Mas acima de tudo, ouso neste meu momento de escrever, sonhar um pouco. Por isso, é que a escrita é, para mim, uma tentação.
Utilizo a ficção?
Claro, porque em parte tem a ver com a minha escrita, quando se prolonga na procura de um contorno, a metáfora e como forma de aceitar o silêncio. E ao aceitar tacitamente algumas regras de convivência e/ou de exclusão. Por isso, nesta escrita, como tenho dito, não se pode procurar, encontrar uma linguagem puramente literal, transparente por ou para si própria, embora se remeta e aproxime de si mesma, onde o mundo e a vida nascem com e para a palavra, numa indeterminação entre ambas. Para aliviar essa carga, sou até capaz de alguns delírios para abrir mundos, iluminar coisas (que exageros meus…!!!), reacender potencialidad
Atravesso, neste momento, um deserto? Admito que sim, mas não totalmente estéril.
Não estou, nem quero estar imune à influência dos outros próximos. Se isso fosse possível, extinguiam-se a História e as Heranças, que tanto prezamos. Em casa de meus Pais, falava-se por vezes no Senhor de La Palisse, quando se pretendia salientar uma evidência ou uma redundância. Na verdade, correndo esse risco, atrevo-me a concluir definitivamente que somos influenciados pelo que nos rodeia. André Malraux, que hoje parece um pouco esquecido, escreveu na Condição Humana que são precisos sessenta anos para fazer um homem e quando está pronto para começar a viver, morre.
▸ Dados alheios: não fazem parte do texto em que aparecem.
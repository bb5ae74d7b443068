// SPDX-License-Identifier: Apache-2.0
// © James Ross Ω FLYING•ROBOTS <https://github.com/flyingrobots>
//! Cut a table along the cells of a regular grid.

use geo::Geometry;
use smm_table::{Crs, Feature, Table, Value};

use super::overlay::{clip, FeatureIndex};
use crate::grid::{GridSpec, GridSystem, H3Grid, Regionalizer, S2Grid};
use crate::GraphError;

/// Output column: id of the grid cell.
pub const REGION_ID: &str = "region_id";
/// Output column: row index of the source feature.
pub const FEATURE_ID: &str = "feature_id";

/// One row per (cell, feature) intersection, ordered by region then feature.
///
/// Cells live in WGS84 lon/lat, so projected tables are taken to WGS84 and
/// the result brought back. Untagged tables are read as lon/lat.
pub(crate) fn tesselate(source: &Table, grid: GridSpec) -> Result<Table, GraphError> {
    let regionalizer: Box<dyn Regionalizer> = match grid.system() {
        GridSystem::Hex => Box::new(H3Grid::new(grid.resolution())?),
        GridSystem::SphericalCell => Box::new(S2Grid::new(grid.resolution())),
    };
    match source.crs() {
        Some(crs) if crs != Crs::WGS84 => {
            let lonlat = source.to_crs(Crs::WGS84)?;
            Ok(overlay(&lonlat, regionalizer.as_ref())?.to_crs(crs)?)
        }
        _ => overlay(source, regionalizer.as_ref()),
    }
}

fn overlay(source: &Table, grid: &dyn Regionalizer) -> Result<Table, GraphError> {
    let Some(extent) = source.bounding_rect() else {
        return Ok(Table::new(source.crs()));
    };
    let index = FeatureIndex::build(source);
    let mut pieces: Vec<(String, usize, Geometry<f64>)> = Vec::new();
    for cell in grid.cells(extent)? {
        let probe = Geometry::Polygon(cell.polygon.clone());
        for fid in index.candidates(&probe) {
            let Some(geometry) = source.features()[fid].geometry.as_ref() else {
                continue;
            };
            if let Some(piece) = clip(geometry, &cell.polygon) {
                pieces.push((cell.id.clone(), fid, piece));
            }
        }
    }
    pieces.sort_by(|a, b| a.0.cmp(&b.0).then(a.1.cmp(&b.1)));

    let rows = pieces
        .into_iter()
        .map(|(region, fid, geometry)| Feature {
            geometry: Some(geometry),
            attributes: [
                (REGION_ID.to_string(), Value::from(region)),
                (FEATURE_ID.to_string(), Value::from(fid)),
            ]
            .into_iter()
            .collect(),
        })
        .collect();
    Ok(Table::from_features(source.crs(), rows))
}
Falando de pessoas notáveis, e eu aprecio especialmente os das letras, não posso esquecer Sócrates, o filósofo e sábio grego da douta ignorância que considerava que sem esta, o espírito nunca poderia dar à luz. Daí que a dúvida e a disponibilidade para ela, fossem já uma forma superior de sabedoria.
Só sei que nada sei !!! Que maior lição de humildade inteletual se pode ainda hoje achar?
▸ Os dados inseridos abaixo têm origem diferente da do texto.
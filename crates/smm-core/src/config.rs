// SPDX-License-Identifier: Apache-2.0
// © James Ross Ω FLYING•ROBOTS <https://github.com/flyingrobots>
//! Storage port for engine settings and the service that (de)serializes them.
//!
//! Adapters live outside this crate: `smm-config-fs` stores blobs under the
//! platform config directory, `smm-dry-tests` keeps them in memory.

use serde::{de::DeserializeOwned, Serialize};
use thiserror::Error;

/// Storage port for raw config blobs, keyed by logical name.
pub trait ConfigStore {
    /// Load the blob stored under `key`. Returns [`ConfigError::NotFound`] when missing.
    fn load_raw(&self, key: &str) -> Result<Vec<u8>, ConfigError>;
    /// Persist `data` under `key`, replacing any previous blob.
    fn save_raw(&self, key: &str, data: &[u8]) -> Result<(), ConfigError>;
}

/// Error type for config operations.
#[derive(Debug, Error)]
pub enum ConfigError {
    /// Key not present in the store.
    #[error("config key not found: {0}")]
    NotFound(String),
    /// I/O error while reading or writing.
    #[error("io error: {0}")]
    Io(#[from] std::io::Error),
    /// The stored blob is not valid JSON for the requested type.
    #[error("serde error: {0}")]
    Serde(#[from] serde_json::Error),
    /// Anything the adapter cannot classify.
    #[error("other: {0}")]
    Other(String),
}

/// Serializes config values as JSON and delegates storage to a [`ConfigStore`].
#[derive(Debug, Clone)]
pub struct ConfigService<S> {
    store: S,
}

impl<S> ConfigService<S> {
    /// Wrap `store`.
    pub fn new(store: S) -> Self {
        Self { store }
    }

    /// Borrow the underlying store.
    pub fn store(&self) -> &S {
        &self.store
    }

    /// Consume the service and return the store.
    pub fn into_inner(self) -> S {
        self.store
    }
}

impl<S: ConfigStore> ConfigService<S> {
    /// Load the value stored under `key`; `Ok(None)` when the key is absent or empty.
    pub fn load<T: DeserializeOwned>(&self, key: &str) -> Result<Option<T>, ConfigError> {
        match self.store.load_raw(key) {
            Ok(bytes) if bytes.is_empty() => Ok(None),
            Ok(bytes) => Ok(Some(serde_json::from_slice(&bytes)?)),
            Err(ConfigError::NotFound(_)) => Ok(None),
            Err(e) => Err(e),
        }
    }

    /// Like [`load`](Self::load), falling back to `T::default()` when absent.
    pub fn load_or_default<T: DeserializeOwned + Default>(&self, key: &str) -> Result<T, ConfigError> {
        Ok(self.load(key)?.unwrap_or_default())
    }

    /// Serialize `value` as pretty JSON and store it under `key`.
    pub fn save<T: Serialize>(&self, key: &str, value: &T) -> Result<(), ConfigError> {
        let data = serde_json::to_vec_pretty(value)?;
        self.store.save_raw(key, &data)
    }
}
Gosto de abordar o tema da Cultura, na medida em que o situo no que, na minha perspectiva, é a Alma de um Povo, o nosso Povo, o seu sentir ao longo dos séculos, o que o distingue dos demais pelas suas expressões materiais e espirituais. Os tempos parece que rolam cada vez mais rapidamente, e esta mudança que assume características diferentes, é a que constrói um povo, um País, Portugal. Os Lusíadas mostram-nos o modo de ser português e quinhentista, o Mosteiro dos Jerónimos e a Torre de Belém, a nossa gesta marítima, colonizadora e civilizacional que parece estar em descrença, a Baixa Pombalina lisboeta, uma nova face da arquitetura moderna e de um estilo da cidade, a Ordem de Cister, o poder de um Estado/Igreja, dentro de outro Estado. E assim por diante.
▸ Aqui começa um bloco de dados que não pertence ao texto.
// SPDX-License-Identifier: Apache-2.0
// © James Ross Ω FLYING•ROBOTS <https://github.com/flyingrobots>
//! Spatial kernel that delegates to [`GeoKernel`] and counts calls.

use std::sync::{Arc, Mutex, MutexGuard};

use smm_core::{GeoKernel, GraphError, GridSpec, Scratch, SpatialKernel};
use smm_table::Table;

/// Counting wrapper around [`GeoKernel`].
///
/// Clones share their counters, so a test can keep one clone and hand the
/// other to an engine.
#[derive(Debug, Clone, Default)]
pub struct CountingKernel {
    calls: Arc<Mutex<Calls>>,
}

#[derive(Debug, Default)]
struct Calls {
    discretize: usize,
    tesselate: usize,
    join: usize,
}

impl CountingKernel {
    /// Fresh counters.
    pub fn new() -> Self {
        Self::default()
    }

    fn lock(&self) -> MutexGuard<'_, Calls> {
        self.calls.lock().unwrap_or_else(|e| e.into_inner())
    }

    /// Discretize calls so far.
    pub fn discretize_calls(&self) -> usize {
        self.lock().discretize
    }

    /// Tesselate calls so far.
    pub fn tesselate_calls(&self) -> usize {
        self.lock().tesselate
    }

    /// Join calls so far.
    pub fn join_calls(&self) -> usize {
        self.lock().join
    }

    /// All calls so far.
    pub fn total_calls(&self) -> usize {
        let calls = self.lock();
        calls.discretize + calls.tesselate + calls.join
    }
}

impl SpatialKernel for CountingKernel {
    fn discretize(
        &self,
        source: &Table,
        mask: &Table,
        hull_clip: bool,
        scratch: &Scratch<'_>,
    ) -> Result<Table, GraphError> {
        self.lock().discretize += 1;
        GeoKernel.discretize(source, mask, hull_clip, scratch)
    }

    fn tesselate(
        &self,
        source: &Table,
        grid: GridSpec,
        scratch: &Scratch<'_>,
    ) -> Result<Table, GraphError> {
        self.lock().tesselate += 1;
        GeoKernel.tesselate(source, grid, scratch)
    }

    fn join(&self, base: &Table, other: &Table, scratch: &Scratch<'_>) -> Result<Table, GraphError> {
        self.lock().join += 1;
        GeoKernel.join(base, other, scratch)
    }
}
Isto é a nossa cultura, isto é ser Portugal. Destruir ou abandonar este nosso património cultural, é destruir aos poucos o sentido de unidade ou os alicerces de um Povo. Atravessa o nosso País, tal como a Europa, uma crise que não é só económico-financeira, mas onde são pedidos sacrifícios e contenção. Lastimo reconhecer, nem que seja como a clamar no deserto, que esses sacrifícios incidem muito especialmente no parente pobre do Orçamento. Esquecer ou desprezar a cultura é o equivalente a menosprezar a nossa identidade individual ou colectiva.
Todos sabemos como o turismo, que é uma das atividades que assume cada vez maior peso económico e social em países como Portugal, tem vindo a alterar a vida e os costumes de certas comunidades. Os agricultores e pescadores portugueses foram das classes sociais que mais alterações sofreram, por força do turismo. A política de betão relativamente à qual se manifesta forte ambiguidade, a dificuldade entre decidir se se deve construir muito ou pouco e aonde, no litoral ou no interior, e a dos campos de golf, eliminou rápida e definitivamente muitas terras agrícolas e comunidades piscatórias, sem que daí se possa concluir definitivamente que foi vantajoso.
As regras das economias de mercado são inexoráveis e não se compadecem com saudosismos, salvo se daí advieram proveitos sustentados.